Bachelet yesterday presented her office’s report on the situation in the Philippines at the 44th regular session of the UN Human Rights Council in Geneva, where she said the anti-terrorism bill would dilute laws while broadening the definition of terrorism. The bill, which proposes suspects to be detained without a warrant for up to 24 days, “may violate the principle of legality,” she said in her report.
“The recent passage of the new Anti-Terrorism Act heightens our concerns about the blurring of important distinctions between criticism, criminality, and terrorism,” the UN official said during her presentation.

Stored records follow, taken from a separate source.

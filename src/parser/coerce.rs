//! clap value parser applying a [`TypeHint`].

use crate::signature::TypeHint;
use clap::builder::TypedValueParser;
use clap::error::ErrorKind;
use clap::{Arg, Command};
use serde_json::Value;
use std::ffi::OsStr;

/// Turns each raw token into a [`Value`]; coercion failures become usage
/// errors reported by clap.
#[derive(Clone, Debug)]
pub(crate) struct CoerceValue {
    hint: TypeHint,
}

impl CoerceValue {
    pub(crate) fn new(hint: TypeHint) -> Self {
        Self { hint }
    }
}

impl TypedValueParser for CoerceValue {
    type Value = Value;

    fn parse_ref(
        &self,
        cmd: &Command,
        arg: Option<&Arg>,
        value: &OsStr,
    ) -> Result<Self::Value, clap::Error> {
        let raw = value
            .to_str()
            .ok_or_else(|| clap::Error::new(ErrorKind::InvalidUtf8).with_cmd(cmd))?;

        self.hint.coerce(raw).map_err(|message| {
            let target = arg
                .map(|a| a.to_string())
                .unwrap_or_else(|| "value".to_string());
            clap::Error::raw(
                ErrorKind::ValueValidation,
                format!("argument {}: {}\n", target, message),
            )
            .with_cmd(cmd)
        })
    }
}
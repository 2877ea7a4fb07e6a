use std::time::Duration;

use async_trait::async_trait;
use chrono::Utc;
use engage_core::{ActionKind, AuthorId, AuthorRef, Post, PostId, Relationship, SearchTerm};
use engage_engine::{Pacing, Platform, PlatformError};

use crate::client::LinkedinClient;

const PLATFORM: &str = "linkedin";

fn unsupported(operation: &'static str) -> PlatformError {
    PlatformError::Unsupported {
        platform: PLATFORM,
        operation,
    }
}

#[async_trait]
impl Platform for LinkedinClient {
    fn name(&self) -> &'static str {
        PLATFORM
    }

    fn relationship_action(&self) -> Option<ActionKind> {
        None
    }

    /// No follower scan on LinkedIn, so only the search delays apply.
    fn pacing(&self) -> Pacing {
        Pacing {
            between_posts: Duration::from_millis(2000),
            between_terms: Duration::from_millis(5000),
            ..Pacing::default()
        }
    }

    async fn get_own_profile(&self) -> Result<AuthorRef, PlatformError> {
        let me = self
            .me()
            .await
            .map_err(|e| PlatformError::call("/me", e))?;
        Ok(AuthorRef::new(me.urn(), me.display_name()))
    }

    /// Search hits carry only the author URN, which stands in as the handle
    /// until [`Platform::resolve_author`] looks the name up.
    async fn search_posts(
        &self,
        term: &SearchTerm,
        limit: usize,
    ) -> Result<Vec<Post>, PlatformError> {
        let fetched_at = Utc::now();
        let elements = LinkedinClient::search_posts(self, term.as_str(), limit)
            .await
            .map_err(|e| PlatformError::call("/search/posts", e))?;

        Ok(elements
            .into_iter()
            .map(|element| {
                let published_at = element.created_at().unwrap_or(fetched_at);
                Post {
                    id: PostId::new(element.id, None),
                    author: AuthorRef::new(element.author.clone(), element.author),
                    text: element.commentary.unwrap_or_default(),
                    published_at,
                    already_liked_by_actor: false,
                }
            })
            .collect())
    }

    async fn resolve_author(&self, author: &AuthorRef) -> Result<AuthorRef, PlatformError> {
        let person = self
            .person(author.id.as_str())
            .await
            .map_err(|e| PlatformError::call("/people", e))?;
        Ok(AuthorRef::new(author.id.as_str(), person.display_name()))
    }

    async fn like(&self, post: &PostId) -> Result<(), PlatformError> {
        self.react(&post.uri)
            .await
            .map_err(|e| PlatformError::call("/reactions", e))
    }

    async fn get_relationship(&self, _author: &AuthorId) -> Result<Relationship, PlatformError> {
        Err(unsupported("get_relationship"))
    }

    async fn follow(&self, _author: &AuthorId) -> Result<(), PlatformError> {
        Err(unsupported("follow"))
    }

    async fn get_followers(&self, _actor: &AuthorId) -> Result<Vec<AuthorRef>, PlatformError> {
        Err(unsupported("get_followers"))
    }

    async fn get_recent_posts(
        &self,
        _author: &AuthorId,
        _limit: usize,
    ) -> Result<Vec<Post>, PlatformError> {
        Err(unsupported("get_recent_posts"))
    }
}
//! Follower activity scan: like followers' posts from the trailing window.

use chrono::{DateTime, Duration, Utc};
use engage_core::FollowerScanResult;

use crate::aggregate::FollowerScanAggregator;
use crate::error::EngineError;
use crate::platform::Platform;
use crate::rate_limit::RateLimiter;

/// Recent posts fetched per follower.
pub const RECENT_POSTS_LIMIT: usize = 20;

/// Age limit, in hours, for a follower post to be liked.
pub const ACTIVITY_WINDOW_HOURS: i64 = 4;

pub struct FollowerActivityScanner<'a> {
    platform: &'a dyn Platform,
    limiter: &'a dyn RateLimiter,
    feed_limit: usize,
    window: Duration,
}

impl<'a> FollowerActivityScanner<'a> {
    #[must_use]
    pub fn new(platform: &'a dyn Platform, limiter: &'a dyn RateLimiter) -> Self {
        Self {
            platform,
            limiter,
            feed_limit: RECENT_POSTS_LIMIT,
            window: Duration::hours(ACTIVITY_WINDOW_HOURS),
        }
    }

    /// Scans relative to the current time.
    ///
    /// # Errors
    ///
    /// See [`FollowerActivityScanner::run_at`].
    pub async fn run(&self) -> Result<FollowerScanResult, EngineError> {
        self.run_at(Utc::now()).await
    }

    /// Scans every follower's recent posts, liking those published at or
    /// after `now - window` that the actor has not liked yet.
    ///
    /// # Errors
    ///
    /// Returns [`EngineError::Setup`] if the actor profile or the follower
    /// list cannot be fetched. Per-follower and per-post failures are
    /// counted in the result instead.
    pub async fn run_at(&self, now: DateTime<Utc>) -> Result<FollowerScanResult, EngineError> {
        let actor = self
            .platform
            .get_own_profile()
            .await
            .map_err(EngineError::Setup)?;
        let followers = self
            .platform
            .get_followers(&actor.id)
            .await
            .map_err(EngineError::Setup)?;
        tracing::info!(
            platform = self.platform.name(),
            actor = %actor.handle,
            followers = followers.len(),
            "starting follower scan"
        );

        let pacing = self.platform.pacing();
        let cutoff = now - self.window;
        let mut report = FollowerScanAggregator::new();

        for follower in &followers {
            report.record_follower_checked();

            let posts = match self
                .platform
                .get_recent_posts(&follower.id, self.feed_limit)
                .await
            {
                Ok(posts) => posts,
                Err(e) => {
                    tracing::warn!(
                        follower = %follower.handle,
                        error = %e,
                        "failed to fetch follower feed"
                    );
                    report.record_feed_failure();
                    continue;
                }
            };

            for post in posts.iter().filter(|p| p.published_at >= cutoff) {
                report.record_recent_post();
                if post.already_liked_by_actor {
                    continue;
                }

                let outcome = self.platform.like(&post.id).await;
                match &outcome {
                    Ok(()) => tracing::info!(
                        follower = %follower.handle,
                        post = %post.id,
                        "liked follower post"
                    ),
                    Err(e) => tracing::warn!(
                        follower = %follower.handle,
                        post = %post.id,
                        error = %e,
                        "like failed"
                    ),
                }
                report.record_like(&follower.handle, post, &outcome);
                self.limiter.pause(pacing.between_likes).await;
            }
        }

        let result = report.finish();
        tracing::info!(
            platform = self.platform.name(),
            followers_checked = result.followers_checked,
            posts_found = result.posts_found,
            posts_liked = result.posts_liked,
            errors = result.errors,
            "follower scan complete"
        );
        Ok(result)
    }
}
//! Periodic runs on a cron schedule.
//!
//! When `ENGAGE_SCHEDULE` is set, one job runs Bluesky then LinkedIn on each
//! tick, skipping any platform without credentials. Expressions use the
//! six-field `sec min hour day month weekday` form, e.g. `0 0 */4 * * *`.

use engage_core::AppConfig;
use tokio_cron_scheduler::{Job, JobScheduler, JobSchedulerError};

use crate::runs;
use crate::state::AppState;

/// Builds and starts the scheduler with the engagement job registered.
///
/// The returned handle must be kept alive for the lifetime of the process;
/// dropping it shuts the job down.
///
/// # Errors
///
/// Returns [`JobSchedulerError`] if `schedule` does not parse or the
/// scheduler cannot start.
pub async fn build_scheduler(
    schedule: &str,
    config: &AppConfig,
    state: AppState,
) -> Result<JobScheduler, JobSchedulerError> {
    let scheduler = JobScheduler::new().await?;

    let bluesky_enabled = config.bluesky_credentials().is_some();
    let linkedin_enabled = config.linkedin_access_token.is_some();
    if !bluesky_enabled {
        tracing::warn!("scheduler: bluesky credentials not set; bluesky runs disabled");
    }
    if !linkedin_enabled {
        tracing::warn!("scheduler: linkedin token not set; linkedin runs disabled");
    }

    let job = Job::new_async(schedule, move |_uuid, _lock| {
        let state = state.clone();
        Box::pin(async move {
            tracing::info!("scheduler: engagement run starting");
            if bluesky_enabled {
                match runs::run_bluesky(&state).await {
                    Ok(report) => tracing::info!(
                        search_liked = report.search_results.total_liked,
                        follower_liked = report.follower_results.posts_liked,
                        followed = report.search_results.total_followed,
                        "scheduler: bluesky run finished"
                    ),
                    Err(e) => tracing::error!(error = %e, "scheduler: bluesky run failed"),
                }
            }
            if linkedin_enabled {
                match runs::run_linkedin(&state).await {
                    Ok(report) => tracing::info!(
                        liked = report.results.total_liked,
                        "scheduler: linkedin run finished"
                    ),
                    Err(e) => tracing::error!(error = %e, "scheduler: linkedin run failed"),
                }
            }
        })
    })?;

    scheduler.add(job).await?;
    scheduler.start().await?;
    tracing::info!(schedule, "scheduler started");
    Ok(scheduler)
}
//! LinkedIn v2 REST client implementing the engine's `Platform`.
//!
//! LinkedIn only supports reacting to posts here: relationship, follower,
//! and feed operations report [`engage_engine::PlatformError::Unsupported`].

pub mod client;
pub mod error;
pub mod types;

mod platform;

pub use client::LinkedinClient;
pub use error::LinkedinError;
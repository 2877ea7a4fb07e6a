//! Pure accumulation of per-item results into run reports.

use engage_core::{
    ActionKind, AuthorInteractionRecord, FollowerInteraction, FollowerScanResult, Post, RunResult,
    SearchTerm,
};

use crate::decider::{InteractionOutcome, PostResult};
use crate::error::PlatformError;

/// Characters of post text kept in a follower interaction log entry.
pub const POST_PREVIEW_CHARS: usize = 50;

/// Accumulates a term-search [`RunResult`].
#[derive(Debug, Default)]
pub struct RunAggregator {
    result: RunResult,
}

impl RunAggregator {
    #[must_use]
    pub fn new() -> Self {
        Self::default()
    }

    /// Registers `term` in the report before its search is attempted.
    pub fn begin_term(&mut self, term: &SearchTerm) {
        self.result.terms.entry(term);
    }

    /// The search call for a term failed; the term does not count as searched.
    pub fn record_search_failure(&mut self) {
        self.result.total_errors += 1;
    }

    pub fn record_posts_found(&mut self, term: &SearchTerm, count: usize) {
        self.result.terms.entry(term).posts_found = count;
    }

    pub fn record_post(&mut self, term: &SearchTerm, outcome: &PostResult) {
        match outcome {
            Ok(InteractionOutcome::Skipped(_)) => {}
            Ok(InteractionOutcome::Acted {
                author,
                actions,
                failures,
            }) => {
                self.result.total_liked += count_where(actions, |a| a == ActionKind::Liked);
                self.result.total_followed += count_where(actions, ActionKind::is_relationship);
                self.result.total_errors += failures.len();

                let entry = self.result.terms.entry(term);
                entry.interactions_performed += 1;
                entry.authors.push(AuthorInteractionRecord {
                    author: author.clone(),
                    actions: actions.clone(),
                });
            }
            Err(_) => self.result.total_errors += 1,
        }
    }

    /// The term's search succeeded and all of its posts were processed.
    pub fn complete_term(&mut self) {
        self.result.terms_searched += 1;
    }

    #[must_use]
    pub fn snapshot(&self) -> &RunResult {
        &self.result
    }

    #[must_use]
    pub fn finish(self) -> RunResult {
        self.result
    }
}

fn count_where(actions: &[ActionKind], pred: impl Fn(ActionKind) -> bool) -> usize {
    actions.iter().copied().filter(|a| pred(*a)).count()
}

/// Accumulates a [`FollowerScanResult`].
#[derive(Debug, Default)]
pub struct FollowerScanAggregator {
    result: FollowerScanResult,
}

impl FollowerScanAggregator {
    #[must_use]
    pub fn new() -> Self {
        Self::default()
    }

    pub fn record_follower_checked(&mut self) {
        self.result.followers_checked += 1;
    }

    pub fn record_feed_failure(&mut self) {
        self.result.errors += 1;
    }

    /// A post inside the activity window, whether or not it gets liked.
    pub fn record_recent_post(&mut self) {
        self.result.posts_found += 1;
    }

    pub fn record_like(
        &mut self,
        follower_handle: &str,
        post: &Post,
        outcome: &Result<(), PlatformError>,
    ) {
        match outcome {
            Ok(()) => {
                self.result.posts_liked += 1;
                self.result.interactions.push(FollowerInteraction {
                    author: follower_handle.to_owned(),
                    post_text: preview(&post.text),
                    action: ActionKind::Liked,
                });
            }
            Err(_) => self.result.errors += 1,
        }
    }

    #[must_use]
    pub fn finish(self) -> FollowerScanResult {
        self.result
    }
}

/// First [`POST_PREVIEW_CHARS`] characters of `text` followed by an ellipsis.
#[must_use]
pub fn preview(text: &str) -> String {
    let mut out: String = text.chars().take(POST_PREVIEW_CHARS).collect();
    out.push_str("...");
    out
}
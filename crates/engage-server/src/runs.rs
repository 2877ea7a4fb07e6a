//! Whole-platform runs shared by the HTTP triggers and the scheduler.

use std::time::Duration;

use chrono::{SecondsFormat, Utc};
use engage_core::{FollowerScanResult, RunResult};
use engage_engine::{run_follower_scan, run_term_search, EngineError};
use serde::Serialize;
use thiserror::Error;

use crate::state::AppState;

#[derive(Debug, Error)]
pub enum RunError {
    #[error("platform session unavailable: {0:#}")]
    Session(anyhow::Error),

    #[error(transparent)]
    Engine(#[from] EngineError),

    #[error("run exceeded its budget of {0:?}")]
    BudgetExceeded(Duration),
}

#[derive(Debug, Serialize)]
#[serde(rename_all = "camelCase")]
pub struct BlueskyReport {
    pub success: bool,
    pub timestamp: String,
    pub search_results: RunResult,
    pub follower_results: FollowerScanResult,
}

#[derive(Debug, Serialize)]
#[serde(rename_all = "camelCase")]
pub struct LinkedinReport {
    pub success: bool,
    pub timestamp: String,
    pub results: RunResult,
}

/// Term search then follower scan on Bluesky, within the run budget.
pub async fn run_bluesky(state: &AppState) -> Result<BlueskyReport, RunError> {
    let session = state.bluesky();
    let _guard = session.lock_run().await;
    let platform = session.get().await.map_err(RunError::Session)?;
    let terms = &state.terms().bluesky;

    tracing::info!(terms = terms.len(), "bluesky run started");
    let run = async {
        let search_results = run_term_search(platform.as_ref(), state.limiter(), terms).await?;
        let follower_results = run_follower_scan(platform.as_ref(), state.limiter()).await?;
        Ok::<_, EngineError>((search_results, follower_results))
    };
    let (search_results, follower_results) = tokio::time::timeout(state.run_budget(), run)
        .await
        .map_err(|_| RunError::BudgetExceeded(state.run_budget()))??;

    tracing::info!(
        terms_searched = search_results.terms_searched,
        liked = search_results.total_liked + follower_results.posts_liked,
        followed = search_results.total_followed,
        errors = search_results.total_errors + follower_results.errors,
        "bluesky run complete"
    );
    Ok(BlueskyReport {
        success: true,
        timestamp: now_timestamp(),
        search_results,
        follower_results,
    })
}

/// Term search on LinkedIn, within the run budget.
pub async fn run_linkedin(state: &AppState) -> Result<LinkedinReport, RunError> {
    let session = state.linkedin();
    let _guard = session.lock_run().await;
    let platform = session.get().await.map_err(RunError::Session)?;
    let terms = &state.terms().linkedin;

    tracing::info!(terms = terms.len(), "linkedin run started");
    let results = tokio::time::timeout(
        state.run_budget(),
        run_term_search(platform.as_ref(), state.limiter(), terms),
    )
    .await
    .map_err(|_| RunError::BudgetExceeded(state.run_budget()))??;

    tracing::info!(
        terms_searched = results.terms_searched,
        liked = results.total_liked,
        errors = results.total_errors,
        "linkedin run complete"
    );
    Ok(LinkedinReport {
        success: true,
        timestamp: now_timestamp(),
        results,
    })
}

fn now_timestamp() -> String {
    Utc::now().to_rfc3339_opts(SecondsFormat::Millis, true)
}
use std::collections::HashSet;
use std::path::Path;

use serde::Deserialize;

use crate::types::SearchTerm;
use crate::ConfigError;

/// Search terms monitored on each platform, in processing order.
#[derive(Debug, Clone, Default, Deserialize)]
pub struct TermsFile {
    #[serde(default)]
    pub bluesky: Vec<SearchTerm>,
    #[serde(default)]
    pub linkedin: Vec<SearchTerm>,
}

/// Load and validate the search terms from a YAML file.
///
/// # Errors
///
/// Returns `ConfigError` if the file cannot be read, parsed, or fails validation.
pub fn load_terms(path: &Path) -> Result<TermsFile, ConfigError> {
    let content = std::fs::read_to_string(path).map_err(|e| ConfigError::TermsFileIo {
        path: path.display().to_string(),
        source: e,
    })?;
    parse_terms(&content)
}

fn parse_terms(content: &str) -> Result<TermsFile, ConfigError> {
    let terms_file: TermsFile = serde_yaml::from_str(content)?;
    validate_terms("bluesky", &terms_file.bluesky)?;
    validate_terms("linkedin", &terms_file.linkedin)?;
    Ok(terms_file)
}

/// Run reports key term results by term, so a platform's list must not repeat one.
fn validate_terms(platform: &str, terms: &[SearchTerm]) -> Result<(), ConfigError> {
    let mut seen = HashSet::new();
    for term in terms {
        if term.as_str().trim().is_empty() {
            return Err(ConfigError::Validation(format!(
                "{platform}: search term must be non-empty"
            )));
        }
        if !seen.insert(term.as_str()) {
            return Err(ConfigError::Validation(format!(
                "{platform}: duplicate search term '{term}'"
            )));
        }
    }
    Ok(())
}

#[cfg(test)]
mod tests {
    use super::*;

    #[test]
    fn parses_both_platform_lists_in_order() {
        let yaml = "bluesky:\n  - nextjs\n  - zod\nlinkedin:\n  - react\n";
        let terms = parse_terms(yaml).unwrap();
        let bluesky: Vec<&str> = terms.bluesky.iter().map(SearchTerm::as_str).collect();
        assert_eq!(bluesky, vec!["nextjs", "zod"]);
        assert_eq!(terms.linkedin, vec![SearchTerm::from("react")]);
    }

    #[test]
    fn missing_platform_list_defaults_to_empty() {
        let terms = parse_terms("bluesky:\n  - pnpm\n").unwrap();
        assert!(terms.linkedin.is_empty());
    }

    #[test]
    fn rejects_duplicate_term() {
        let err = parse_terms("linkedin:\n  - bun\n  - bun\n").unwrap_err();
        assert!(err.to_string().contains("duplicate search term 'bun'"));
    }

    #[test]
    fn terms_differing_only_in_case_are_distinct() {
        let terms = parse_terms("bluesky:\n  - UI\n  - ui\n").unwrap();
        assert_eq!(terms.bluesky.len(), 2);
    }

    #[test]
    fn rejects_blank_term() {
        let err = parse_terms("bluesky:\n  - \"  \"\n").unwrap_err();
        assert!(matches!(err, ConfigError::Validation(_)));
    }

    #[test]
    fn rejects_malformed_yaml() {
        let err = parse_terms("bluesky: [unclosed").unwrap_err();
        assert!(matches!(err, ConfigError::TermsFileParse(_)));
    }

    #[test]
    fn load_terms_reports_missing_file() {
        let err = load_terms(Path::new("/nonexistent/terms.yaml")).unwrap_err();
        assert!(matches!(err, ConfigError::TermsFileIo { .. }));
    }

    #[test]
    fn shipped_terms_file_is_valid() {
        let path = Path::new(env!("CARGO_MANIFEST_DIR")).join("../../config/terms.yaml");
        let terms = load_terms(&path).unwrap();
        assert_eq!(terms.bluesky.len(), 16);
        assert_eq!(terms.linkedin.len(), 19);
    }
}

She added that if Duterte signs the bill into law, it would leave “a chilling effect on human rights and humanitarian work, hindering support to vulnerable and marginalized communities.”
Instead of signing the bill, Duterte should instead come up with “a broad-based consultation process to draft legislation that can effectively prevent and counter violent extremism, but which contains some safeguards to prevent its misuse against people engaged in peaceful criticism and advocacy.”
Congress passed the anti-terror bill after Duterte certified it as urgent, ignoring the widespread protests against it. The president has until July 9 to sign the bill; if he does not veto it, it would automatically become law.
Meanwhile, Bachelet also criticized the Duterte government’s bloody war on drugs. Her report alleged that Filipino cops planted pieces of evidence to make drug suspects appear guilty of their crimes. It also said that many drug raids were conducted without a warrant of arrest.
She said in her presentation that Duterte’s drug war disregards “the rule of law, due process and the human rights of people who may be using or selling drugs. The report finds that the killings have been widespread and systematic – and they are ongoing.”
Bachelet added that at least 73 children have been killed in drug raids, the youngest of whom was five months old.
As expected, Philippine Justice Secretary Menardo Guevarra rejected the conclusions made by Bachelet’s report, and said that it finds “no anchor in a system that provides every avenue to examine, establish and pursue a claim of wrongdoing by a State actor, if such claim is substantiated with facts”.
The Duterte government launched its bloody drug war in 2016, where thousands of drug suspects have allegedly been summarily executed by members of the Philippine National Police. The authorities continue to insist that many of the killings occurred because the suspects fought back (“nanlaban”), an excuse that many Filipinos have become skeptical of.
A preliminary investigation on the drug war is also being conducted by the International Criminal Court (ICC), where the Philippines used to be a member. Duterte unilaterally decided to exit from the ICC in 2019 after accusing the Netherlands-based tribunal of making “baseless, unprecedented, and outrageous attacks” against him and his government.